//! Read-back checks after touching a LUN file
//!
//! The kernel can reject a LUN write without failing the write() call (for
//! example while the gadget is still bound), so every mount and unmount reads
//! the attribute back and compares.

use std::path::Path;

use super::attr::read_file;
use crate::error::{AppError, Result};

/// Require the LUN file to hold exactly `expected`
pub fn verify_mount(lun_file: &Path, expected: &str) -> Result<()> {
    let actual = read_file(lun_file)?;
    if actual != expected {
        return Err(AppError::VerifyFailed {
            path: lun_file.to_path_buf(),
            expected: expected.to_string(),
            actual,
        });
    }
    Ok(())
}

/// Require the LUN file to be empty
pub fn verify_unmount(lun_file: &Path) -> Result<()> {
    verify_mount(lun_file, "")
}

--------------------------------------------------

WORK ORDER
If a line of the material contains the word "actual", count it; please reply with the total and nothing more.

ANSWER TO THIS EXERCISE
3